Op-ed pages have been busy exploring the recent Friday speech of the Saudi sheikh Mohamed Abdel Rahman El-Oriefy, in which he praised Egypt in Amr Ebn Al-Aas Mosque in old Cairo. More than one writer also discusses the growing number of Islamist political parties and their preparations for the upcoming parliamentary elections. On another note, some commentators expect upcoming Friday speeches to focus on the second anniversary of the January 25th Revolution.
El-Oriefy and Al-Gizawy
On the occasion of Sheikh El-Oriefy’s Friday speech, Qandil reminds the Saudi authorities of Ahmed Al-Gizawy’s trial. He praises the spirit of the Saudi sheikh when he spoke highly of the January 25th Revolution. The writer states that although some Arab countries are supportive of Egypt, others are happy that the price of the Egyptian pound is notably dropping. With respect to El-Oriefy’s campaign on commending Egypt, the sheikh has to be reminded of the continuing struggle of the Egyptian lawyer Al-Gizawy in Saudi courts.
Qandil is surprised to hear from the spokesperson of the Egyptian foreign ministry that almost all lawyers and human rights activists who have volunteered to defend Al-Gizawy have now withdrawn from the case. He laments that the legal adviser to the Egyptian consulate in Jedda is the only Egyptian official attending the trial with Al-Gizawy.
If El-Oriefy has come to Egypt to boost the morale of Egyptians, the writer believes that probably the time has come for Egyptian-Saudi diplomatic relations to revise its strength. If President Morsy plans to visit Saudi Arabia this month, Qandil suggests Al-Gizawy’s case to be on his agenda while discussing bilateral relations with the Saudi king.
16 Islamist political parties
Howeidi examines the Islamist political parties that plan to compete in the upcoming parliamentary elections.

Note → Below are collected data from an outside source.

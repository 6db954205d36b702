//! Docent CLI — the main entry point.
//!
//! Commands:
//! - `chat`     — Interactive assistant session in the terminal
//! - `ask`      — One-shot question, prints the answer and exits
//! - `sessions` — List saved conversation threads

use clap::{Parser, Subcommand};

mod commands;

#[derive(Parser)]
#[command(
    name = "docent",
    about = "Docent — a conversational assistant over your documents",
    version,
    author
)]
struct Cli {
    #[command(subcommand)]
    command: Commands,

    /// Enable verbose logging
    #[arg(short, long, global = true)]
    verbose: bool,
}

#[derive(Subcommand)]
enum Commands {
    /// Start an interactive chat session
    Chat {
        /// Resume a specific session id
        #[arg(short, long)]
        session: Option<String>,
    },

    /// Ask a single question and print the answer
    Ask {
        /// The question text
        text: String,

        /// Run the turn inside a specific session id
        #[arg(short, long)]
        session: Option<String>,
    },

    /// List saved sessions
    Sessions,
}

#[tokio::main]
async fn main() -> anyhow::Result<()> {
    let cli = Cli::parse();

    // Initialize tracing
    let filter = if cli.verbose { "debug" } else { "info" };
    tracing_subscriber::fmt()
        .with_env_filter(
            tracing_subscriber::EnvFilter::try_from_default_env()
                .unwrap_or_else(|_| tracing_subscriber::EnvFilter::new(filter)),
        )
        .with_target(false)
        .init();

    match cli.command {
        Commands::Chat { session } => commands::chat::run(session).await?,
        Commands::Ask { text, session } => commands::ask::run(text, session).await?,
        Commands::Sessions => commands::sessions::run().await?,
    }

    Ok(())
}
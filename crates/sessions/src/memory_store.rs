//! In-memory session store — for tests and ephemeral runs.

use async_trait::async_trait;
use docent_core::error::StoreError;
use docent_core::message::{Session, SessionId};
use docent_core::store::SessionStore;
use std::collections::HashMap;
use std::sync::Arc;
use tokio::sync::RwLock;

#[derive(Clone, Default)]
pub struct MemoryStore {
    sessions: Arc<RwLock<HashMap<SessionId, Session>>>,
}

impl MemoryStore {
    pub fn new() -> Self {
        Self::default()
    }

    pub async fn count(&self) -> usize {
        self.sessions.read().await.len()
    }
}

#[async_trait]
impl SessionStore for MemoryStore {
    async fn load(&self, id: &SessionId) -> Result<Option<Session>, StoreError> {
        Ok(self.sessions.read().await.get(id).cloned())
    }

    async fn save(&self, session: &Session) -> Result<(), StoreError> {
        self.sessions
            .write()
            .await
            .insert(session.session_id.clone(), session.clone());
        Ok(())
    }

    async fn list(&self) -> Result<Vec<SessionId>, StoreError> {
        let mut ids: Vec<SessionId> = self.sessions.read().await.keys().cloned().collect();
        ids.sort_by(|a, b| a.0.cmp(&b.0));
        Ok(ids)
    }

    async fn delete(&self, id: &SessionId) -> Result<bool, StoreError> {
        Ok(self.sessions.write().await.remove(id).is_some())
    }
}
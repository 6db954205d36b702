//! Retriever trait — the seam to the document collection.

use crate::error::RetrievalError;
use async_trait::async_trait;
use serde::{Deserialize, Serialize};

/// One scored hit from the document collection.
#[derive(Debug, Clone, Serialize, Deserialize)]
pub struct ScoredDocument {
    /// The matching chunk of text
    pub content: String,

    /// Identifier of the document it came from
    pub source_id: String,

    /// Relevance score, higher is better
    pub score: f32,
}

/// Searches the document collection.
///
/// Results come back ordered by descending score; ties keep the
/// collection's insertion order. Implementations decide the scoring
/// formula; callers only rely on the ordering contract.
#[async_trait]
pub trait Retriever: Send + Sync {
    async fn search(
        &self,
        query: &str,
        top_k: usize,
    ) -> std::result::Result<Vec<ScoredDocument>, RetrievalError>;
}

He lists five observations on Egypt’s 16 Islamist parties. His first remark is that parties based on Islamic principles are not purely political, because their Islamic backbone obliges them to struggle for balancing between being politicians and being Islamists. Such parties have to practice preaching as part of their political programmes. Howeidi also argues that many of these parties are new to authority and to the basics of politics altogether.
Many of the Islamist political activists have spent years in detention. This has lessened their experience in playing proper politics with external parties. The columnist believes that leaders of Islamist parties lack the experience of dealing with politicians from different ideologies. Therefore, their thoughts and insights on political developments are often not up to scratch, he says.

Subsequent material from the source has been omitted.